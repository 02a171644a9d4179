use crate::browser::BrowserSession;
use crate::error::{ExportError, Result};
use regex::Regex;
use std::sync::OnceLock;
use std::time::Duration;

/// CSS selector for the rendered surface of one slide. The last matching node
/// is the currently visible slide.
pub const SLIDE_SURFACE_SELECTOR: &str = ".punch-viewer-svgpage-svgcontainer";

/// Placement attempts for the export trigger before falling back to a
/// floating button
pub const TRIGGER_PLACEMENT_ATTEMPTS: u32 = 15;

/// Delay between trigger placement attempts
pub const TRIGGER_PLACEMENT_RETRY: Duration = Duration::from_millis(200);

/// Direction of a synthetic arrow-key nudge
#[derive(Debug, Clone, Copy, PartialEq, Eq)]
pub enum NudgeDirection {
    Forward,
    Backward,
}

/// Observation and command boundary to the slide viewer.
///
/// The viewer is a third-party UI applying state changes asynchronously, so
/// every observation here is a point-in-time sample of a machine this crate
/// does not own. The two position signals (URL fragment and slide ordinal
/// attribute) may disagree transiently during navigation.
pub trait DeckSurface {
    /// Slide position parsed from a trailing numeric token in the viewer URL.
    /// Authoritative only once navigation has visually settled.
    fn fragment_position(&self) -> Result<Option<u32>>;

    /// Slide position read from the ordinal attribute of the active slide
    /// surface. Reflects true render state even before the URL updates.
    fn ordinal_position(&self) -> Result<Option<u32>>;

    /// Slide count declared by the viewer toolbar caption, when rendered
    fn declared_total(&self) -> Result<Option<u32>>;

    /// Number of slide surfaces currently rendered in the DOM. Undercounts
    /// while the viewer is still lazily rendering.
    fn rendered_count(&self) -> Result<u32>;

    /// Rewrite the viewer URL fragment to request a slide. Best-effort: the
    /// viewer applies the request asynchronously and sometimes not at all.
    fn request_slide(&self, target: u32) -> Result<()>;

    /// Dispatch a synthetic directional key event, the documented-equivalent
    /// fallback when fragment rewrites are ignored
    fn send_nudge(&self, direction: NudgeDirection) -> Result<()>;

    /// Whether an active slide surface is currently resolvable
    fn has_active_slide(&self) -> Result<bool>;
}

/// Host-page surfaces owned by this crate: input suppression, the progress
/// overlay, and the export trigger button.
pub trait HostUi {
    /// Title of the host document
    fn page_title(&self) -> Result<String>;

    /// Attach the capture-phase listener set that swallows user input
    fn attach_input_blockers(&self) -> Result<()>;

    /// Detach the listener set and clear retained references
    fn detach_input_blockers(&self) -> Result<()>;

    /// Show the full-screen progress overlay at the given percent
    fn show_overlay(&self, percent: u8) -> Result<()>;

    /// Update the overlay percent, if the overlay is present
    fn update_overlay(&self, percent: u8) -> Result<()>;

    /// Remove the overlay, if present
    fn remove_overlay(&self) -> Result<()>;

    /// Insert the export trigger button into the viewer toolbar, falling back
    /// to a floating button after bounded placement attempts
    fn insert_trigger(&self) -> Result<()>;

    /// Poll and consume the trigger click flag
    fn trigger_clicked(&self) -> Result<bool>;
}

/// Parse the trailing `p<digits>` token from a viewer URL
pub(crate) fn parse_fragment_position(url: &str) -> Option<u32> {
    static RE: OnceLock<Regex> = OnceLock::new();
    let re = RE.get_or_init(|| Regex::new(r"p(\d+)$").unwrap());
    re.captures(url)
        .and_then(|caps| caps.get(1))
        .and_then(|m| m.as_str().parse().ok())
}

/// CDP-backed implementation of both viewer boundaries
pub struct CdpViewer<'a> {
    session: &'a BrowserSession,
}

impl<'a> CdpViewer<'a> {
    pub fn new(session: &'a BrowserSession) -> Self {
        Self { session }
    }

    fn eval_u32(&self, expression: &str) -> Result<Option<u32>> {
        let value = self.session.evaluate(expression)?;
        Ok(value.and_then(|v| v.as_u64()).map(|n| n as u32))
    }
}

impl DeckSurface for CdpViewer<'_> {
    fn fragment_position(&self) -> Result<Option<u32>> {
        let url = self.session.url()?;
        Ok(parse_fragment_position(&url))
    }

    fn ordinal_position(&self) -> Result<Option<u32>> {
        self.eval_u32(
            r#"
            (function () {
                var surfaces = document.querySelectorAll(".punch-viewer-svgpage-svgcontainer");
                var active = surfaces[surfaces.length - 1];
                if (!active) { return null; }
                var pos = parseInt(active.getAttribute("aria-posinset") || "", 10);
                return isNaN(pos) ? null : pos;
            })()
            "#,
        )
    }

    fn declared_total(&self) -> Result<Option<u32>> {
        self.eval_u32(
            r#"
            (function () {
                var caption = document.querySelector(".docs-material-menu-button-flat-default-caption");
                var size = caption ? caption.getAttribute("aria-setsize") : null;
                if (!size) { return null; }
                var total = parseInt(size, 10);
                return isNaN(total) ? null : total;
            })()
            "#,
        )
    }

    fn rendered_count(&self) -> Result<u32> {
        let count = self.eval_u32(
            r#"document.querySelectorAll(".punch-viewer-svgpage-svgcontainer").length"#,
        )?;
        Ok(count.unwrap_or(0))
    }

    fn request_slide(&self, target: u32) -> Result<()> {
        self.session
            .evaluate(&format!(r#"window.location.hash = "slide=id.p{}";"#, target))?;
        Ok(())
    }

    fn send_nudge(&self, direction: NudgeDirection) -> Result<()> {
        let key = match direction {
            NudgeDirection::Forward => "ArrowRight",
            NudgeDirection::Backward => "ArrowLeft",
        };
        self.session
            .tab()?
            .press_key(key)
            .map_err(|e| ExportError::NavigationFailed(format!("Failed to dispatch {}: {}", key, e)))?;
        Ok(())
    }

    fn has_active_slide(&self) -> Result<bool> {
        let value = self.session.evaluate(
            r#"document.querySelectorAll(".punch-viewer-svgpage-svgcontainer").length > 0"#,
        )?;
        Ok(value.and_then(|v| v.as_bool()).unwrap_or(false))
    }
}

impl HostUi for CdpViewer<'_> {
    fn page_title(&self) -> Result<String> {
        self.session.title()
    }

    fn attach_input_blockers(&self) -> Result<()> {
        self.session.evaluate(include_str!("js/input_guard_attach.js"))?;
        Ok(())
    }

    fn detach_input_blockers(&self) -> Result<()> {
        self.session.evaluate(include_str!("js/input_guard_detach.js"))?;
        Ok(())
    }

    fn show_overlay(&self, percent: u8) -> Result<()> {
        let script = include_str!("js/overlay_show.js").replace("__PERCENT__", &percent.to_string());
        self.session.evaluate(&script)?;
        Ok(())
    }

    fn update_overlay(&self, percent: u8) -> Result<()> {
        let script = include_str!("js/overlay_update.js").replace("__PERCENT__", &percent.to_string());
        self.session.evaluate(&script)?;
        Ok(())
    }

    fn remove_overlay(&self) -> Result<()> {
        self.session.evaluate(include_str!("js/overlay_remove.js"))?;
        Ok(())
    }

    fn insert_trigger(&self) -> Result<()> {
        for _ in 0..TRIGGER_PLACEMENT_ATTEMPTS {
            let attached = self
                .session
                .evaluate(include_str!("js/trigger_insert.js"))?
                .and_then(|v| v.as_bool())
                .unwrap_or(false);
            if attached {
                return Ok(());
            }
            std::thread::sleep(TRIGGER_PLACEMENT_RETRY);
        }

        // No toolbar appeared; float the button at a fixed position instead
        self.session.evaluate(include_str!("js/trigger_float.js"))?;
        Ok(())
    }

    fn trigger_clicked(&self) -> Result<bool> {
        let value = self.session.evaluate(
            r#"
            (function () {
                var clicked = window.__deck2pdfExportRequested === true;
                window.__deck2pdfExportRequested = false;
                return clicked;
            })()
            "#,
        )?;
        Ok(value.and_then(|v| v.as_bool()).unwrap_or(false))
    }
}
....
Out of the material above, select every line that holds the string "isNaN".

▶ EXPECTED OUTPUT:
                return isNaN(pos) ? null : pos;
                return isNaN(total) ? null : total;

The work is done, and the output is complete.